SHOULD WE USE THE WORD “DEMONS?” ARE THEY THE SAME AS DEVILS?
by Shawn Brasseaux
One of the most frequent charges laid against the King James Bible is its usage of the word “devils” instead of “demons.” It is argued that there is only one devil, so we should not call his associates “devils.” This argument is used to “beat up” the King James Bible and those who use it. As always, before we glibly believe what the Bible critics tell us, we will investigate the matter for ourselves. Are our King James translators wrong, or are the King James critics wrong?
Vine’s Concise Dictionary of Bible Words says the following under the entry for “Devil, Devilish:”
“diabolos (1228), ‘an accuser; a slanderer’ (from diaballo, ‘to accuse, to malign’), is one of the names of Satan. From it the English word ‘Devil’ is derived, and should be applied only to Satan, as a proper name. daimon, ‘a demon,’ is frequently, but wrongly translated ‘devil;’ it should always be translated ‘demon,’ as in the RV margin. There is one ‘Devil,’ there are many demons.”
As you can see, in the realm of Bible “scholarship,” the King James Bible is heavily frowned upon for using “devils” instead of “demons.” Did you notice how Vine’s referred to the “RV?” It is the perverted Revised Version of 1881 that apostates Westcott and Hort produced in England to “de-throne” the King James Bible. The corrupt Greek New Testament and textual concepts of Westcott and Hort have dominated Bible “scholarship” for over 100 years. As you can see, the works of Westcott and Hort are often used to challenge—“correct”—the Authorized Version King James Bible. Whenever you hear or read someone offering a “better reading” or “better translation” than what is found in the King James Bible, just remember they are repeating the worthless speculations of unbelievers!
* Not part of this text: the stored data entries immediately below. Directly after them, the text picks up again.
//! Sources of file content digests.

use std::collections::BTreeMap;
use std::path::{Path, PathBuf};
use std::sync::Arc;

use modcache_store::Digest;

use crate::graph::NodeId;
use crate::hasher::error::{HashError, HashResult};

/// Where the hasher gets the digest of an input file.
///
/// Paths are always `<container>/<relative path>` of the owning node.
#[derive(Debug, Clone)]
pub enum FileReader {
    /// Read and hash files below `root`.
    Disk { root: PathBuf },
    /// Precomputed digests captured once per invocation.
    Snapshot(Arc<BTreeMap<PathBuf, Digest>>),
}

impl FileReader {
    pub fn disk(root: impl Into<PathBuf>) -> Self {
        FileReader::Disk { root: root.into() }
    }

    pub fn snapshot(digests: BTreeMap<PathBuf, Digest>) -> Self {
        FileReader::Snapshot(Arc::new(digests))
    }

    /// Digest of `relative`, a file of `node`.
    pub async fn digest(&self, node: &NodeId, relative: &Path) -> HashResult<Digest> {
        let path = Path::new(&node.container).join(relative);
        match self {
            FileReader::Disk { root } => match tokio::fs::read(root.join(&path)).await {
                Ok(bytes) => Ok(Digest::compute(&bytes)),
                Err(e) => {
                    tracing::debug!(
                        node = %node,
                        path = %path.display(),
                        error = %e,
                        "input file unreadable"
                    );
                    Err(HashError::MissingFile {
                        node: node.clone(),
                        path,
                    })
                }
            },
            FileReader::Snapshot(digests) => {
                digests
                    .get(&path)
                    .copied()
                    .ok_or_else(|| HashError::MissingFile {
                        node: node.clone(),
                        path,
                    })
            }
        }
    }
}
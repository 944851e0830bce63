//! Dependency-ready scheduling with bounded concurrency.
//!
//! Every node keeps a counter of unfinished active dependencies. Nodes whose
//! counter reaches zero enter a ready heap (smallest identity first) and are
//! spawned on a [`JoinSet`], each holding one [`Semaphore`] permit. A node's
//! work receives the outputs of its direct dependencies.

use std::cmp::Reverse;
use std::collections::{BTreeMap, BinaryHeap};
use std::future::Future;
use std::sync::Arc;

use thiserror::Error;
use tokio::sync::{watch, Semaphore};
use tokio::task::{JoinHandle, JoinSet};
use tracing::{debug, instrument, warn};

use crate::graph::{GraphError, GraphTraverser, Node, NodeId};

/// Failures raised by the scheduler itself rather than by node work.
#[derive(Debug, Error)]
pub enum ScheduleError {
    #[error("operation cancelled")]
    Cancelled,

    #[error("worker task failed: {0}")]
    Join(String),

    #[error(transparent)]
    Graph(#[from] GraphError),
}

/// Owning side of a cancellation flag.
#[derive(Debug, Clone)]
pub struct CancelHandle {
    tx: Arc<watch::Sender<bool>>,
}

impl CancelHandle {
    pub fn new() -> Self {
        let (tx, _rx) = watch::channel(false);
        Self { tx: Arc::new(tx) }
    }

    pub fn signal(&self) -> CancelSignal {
        CancelSignal {
            rx: self.tx.subscribe(),
        }
    }

    pub fn cancel(&self) {
        self.tx.send_replace(true);
    }

    pub fn is_cancelled(&self) -> bool {
        *self.tx.borrow()
    }

    /// Cancel when the process receives Ctrl-C.
    pub fn cancel_on_ctrl_c(&self) -> JoinHandle<()> {
        let handle = self.clone();
        tokio::spawn(async move {
            if tokio::signal::ctrl_c().await.is_ok() {
                warn!("interrupt received, cancelling");
                handle.cancel();
            }
        })
    }
}

impl Default for CancelHandle {
    fn default() -> Self {
        Self::new()
    }
}

/// Observing side of a cancellation flag.
#[derive(Debug, Clone)]
pub struct CancelSignal {
    rx: watch::Receiver<bool>,
}

impl CancelSignal {
    /// A signal that never fires.
    pub fn never() -> Self {
        let (_tx, rx) = watch::channel(false);
        Self { rx }
    }

    pub fn is_cancelled(&self) -> bool {
        *self.rx.borrow()
    }

    /// Resolves once cancellation is requested; pends forever if the handle
    /// is dropped first.
    pub async fn cancelled(&self) {
        let mut rx = self.rx.clone();
        if rx.wait_for(|cancelled| *cancelled).await.is_err() {
            std::future::pending::<()>().await;
        }
    }

    pub fn check(&self) -> Result<(), ScheduleError> {
        if self.is_cancelled() {
            Err(ScheduleError::Cancelled)
        } else {
            Ok(())
        }
    }
}

impl Default for CancelSignal {
    fn default() -> Self {
        Self::never()
    }
}

/// A node handed to the work function, with its dependencies' outputs in
/// identity order.
#[derive(Debug, Clone)]
pub struct ReadyNode<T> {
    pub node: Node,
    pub dependencies: Vec<(NodeId, T)>,
}

/// Run `work` once per node, each node only after all of its active
/// dependencies finished.
///
/// The first error returned by `work` aborts every in-flight task and is
/// returned as is. Cancellation aborts in-flight work with
/// [`ScheduleError::Cancelled`].
#[instrument(skip(traverser, cancel, work), fields(nodes = traverser.graph().len()))]
pub async fn run_ready_queue<T, E, F, Fut>(
    traverser: &GraphTraverser<'_>,
    max_concurrency: usize,
    cancel: &CancelSignal,
    work: F,
) -> Result<BTreeMap<NodeId, T>, E>
where
    T: Clone + Send + 'static,
    E: From<ScheduleError> + Send + 'static,
    F: Fn(ReadyNode<T>) -> Fut,
    Fut: Future<Output = Result<T, E>> + Send + 'static,
{
    cancel.check()?;

    let len = traverser.graph().len();
    let mut pending: Vec<usize> = (0..len)
        .map(|idx| traverser.dependency_indices(idx).len())
        .collect();
    let mut ready: BinaryHeap<Reverse<(&NodeId, usize)>> = pending
        .iter()
        .enumerate()
        .filter(|(_, &count)| count == 0)
        .map(|(idx, _)| Reverse((&traverser.node_at(idx).id, idx)))
        .collect();

    let semaphore = Arc::new(Semaphore::new(max_concurrency.max(1)));
    let mut tasks: JoinSet<(usize, Result<T, E>)> = JoinSet::new();
    let mut results: Vec<Option<T>> = vec![None; len];
    let mut finished = 0usize;

    loop {
        while let Some(Reverse((_, idx))) = ready.peek().copied() {
            let Ok(permit) = Arc::clone(&semaphore).try_acquire_owned() else {
                break;
            };
            ready.pop();

            let dependencies = traverser
                .dependency_indices(idx)
                .iter()
                .filter_map(|&dep| {
                    results[dep]
                        .clone()
                        .map(|output| (traverser.node_at(dep).id.clone(), output))
                })
                .collect();
            let node = traverser.node_at(idx).clone();
            debug!(node = %node.id, "node ready");
            let fut = work(ReadyNode { node, dependencies });
            tasks.spawn(async move {
                let _permit = permit;
                (idx, fut.await)
            });
        }

        if tasks.is_empty() {
            break;
        }

        let joined = tokio::select! {
            biased;
            _ = cancel.cancelled() => {
                tasks.abort_all();
                return Err(ScheduleError::Cancelled.into());
            }
            joined = tasks.join_next() => joined,
        };
        let Some(joined) = joined else {
            break;
        };
        let (idx, outcome) = joined.map_err(|e| ScheduleError::Join(e.to_string()))?;
        let output = match outcome {
            Ok(output) => output,
            Err(e) => {
                tasks.abort_all();
                return Err(e);
            }
        };

        results[idx] = Some(output);
        finished += 1;
        for &dependent in traverser.dependent_indices(idx) {
            pending[dependent] -= 1;
            if pending[dependent] == 0 {
                ready.push(Reverse((&traverser.node_at(dependent).id, dependent)));
            }
        }
    }

    if finished < len {
        if let Some(path) = traverser.find_cycle() {
            return Err(ScheduleError::Graph(GraphError::CycleDetected { path }).into());
        }
    }

    Ok(results
        .into_iter()
        .enumerate()
        .filter_map(|(idx, output)| {
            output.map(|output| (traverser.node_at(idx).id.clone(), output))
        })
        .collect())
}
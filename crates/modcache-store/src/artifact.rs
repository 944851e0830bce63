//! Artifact payloads and the metadata recorded for each cached fingerprint.

use chrono::{DateTime, Utc};
use serde::{Deserialize, Serialize};

use crate::digest::{Digest, Fingerprint};

/// Opaque build output for one node, as produced by the external build step.
#[derive(Clone, PartialEq, Eq)]
pub struct Artifact {
    bytes: Vec<u8>,
}

impl Artifact {
    pub fn new(bytes: impl Into<Vec<u8>>) -> Self {
        Self {
            bytes: bytes.into(),
        }
    }

    pub fn bytes(&self) -> &[u8] {
        &self.bytes
    }

    pub fn into_bytes(self) -> Vec<u8> {
        self.bytes
    }

    pub fn size(&self) -> u64 {
        self.bytes.len() as u64
    }

    /// SHA-256 of the artifact bytes, independent of the fingerprint it is
    /// stored under.
    pub fn content_digest(&self) -> Digest {
        Digest::compute(&self.bytes)
    }
}

impl std::fmt::Debug for Artifact {
    fn fmt(&self, f: &mut std::fmt::Formatter<'_>) -> std::fmt::Result {
        f.debug_struct("Artifact")
            .field("size", &self.bytes.len())
            .field("digest", &self.content_digest())
            .finish()
    }
}

/// Metadata for one cached artifact. Never mutated once written: a changed
/// artifact has a new fingerprint and therefore a new entry.
#[derive(Debug, Clone, PartialEq, Eq, Serialize, Deserialize)]
pub struct CacheEntry {
    pub fingerprint: Fingerprint,
    pub content_digest: Digest,
    pub size: u64,
    /// Local path or remote URL of the artifact bytes.
    pub location: String,
    pub created_at: DateTime<Utc>,
    pub expires_at: Option<DateTime<Utc>>,
}

impl CacheEntry {
    pub fn new(fingerprint: Fingerprint, artifact: &Artifact, location: impl Into<String>) -> Self {
        Self {
            fingerprint,
            content_digest: artifact.content_digest(),
            size: artifact.size(),
            location: location.into(),
            created_at: Utc::now(),
            expires_at: None,
        }
    }

    pub fn is_expired_at(&self, now: DateTime<Utc>) -> bool {
        self.expires_at.is_some_and(|at| at <= now)
    }

    /// Check `artifact` against the recorded size and content digest.
    pub fn verify(&self, artifact: &Artifact) -> crate::Result<()> {
        let actual = artifact.content_digest();
        if actual != self.content_digest || artifact.size() != self.size {
            return Err(crate::CacheError::Verification {
                expected: self.content_digest,
                actual,
            });
        }
        Ok(())
    }
}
The word “demon” is not a translation but rather a transliteration of the Greek term daimon (δαίμων). Since the modern English versions use “demon” and “demons” throughout their texts, no one teaching from them will use the term “devils.” Consequently, the audiences will rarely hear the term “devils.” All these people have become accustomed to using and hearing “demons,” but that does not necessarily make it right. For years, I operated under the influence of modern English versions. I used “demon” and “demons” throughout my early Bible studies. Several years ago, however, someone drew this to my attention and I quit using such non-biblical terms. The correct word is “devil/s” not “demon/s.” Let me explain why we should note this.
In mythology, a “demon” is defined as “a god, or a subordinate deity, as the genius of a place or a person’s attendant spirit.” According to Thayer’s Greek Lexicon, daimon is defined as: “in Grk. auth. a god, a goddess; an inferior deity, whether good or bad.”
Vine’s Concise Dictionary of Bible Words has the following under the entry for “Demon, Demoniac:”
“A. Nouns. 1. daimon (1142), ‘a demon,’ signified, among pagan Greeks, an inferior deity, whether good or bad. In the NT it denotes ‘ an evil spirit.’ It is used in Matt. 8:31, mistranslated ‘devils.’
2. daimonion (1140), not a diminutive of daimon, No. 1, but the neuter of the adjective daimonios, pertaining to a demon, is also mistranslated ‘devil,’ ‘devils.’ In Acts 17:18, it denotes an inferior pagan deity.”
As these Bible scholars freely confess, a “demon” can be bad or good. If someone is new to the English language, especially small children, “demon” is a difficult word to define. However, if we just leave “devil” in our King James Bible, it will be quite easy to see that a devil in the Bible is always bad, always evil—notice the letters D-E–V–I–L. To do as the modern translators have done (including NKJV), and change the King James “devils” to “demons” some six-dozen or seven-dozen times, is to water down the Bible. God’s Word is made less clear. So, in effect, when the modern versions say the “King James is so hard to read,” they have to admit the King James is actually much easier than they allege! Their “pet” modern English versions reader harder in the case of “demons” and “devils!”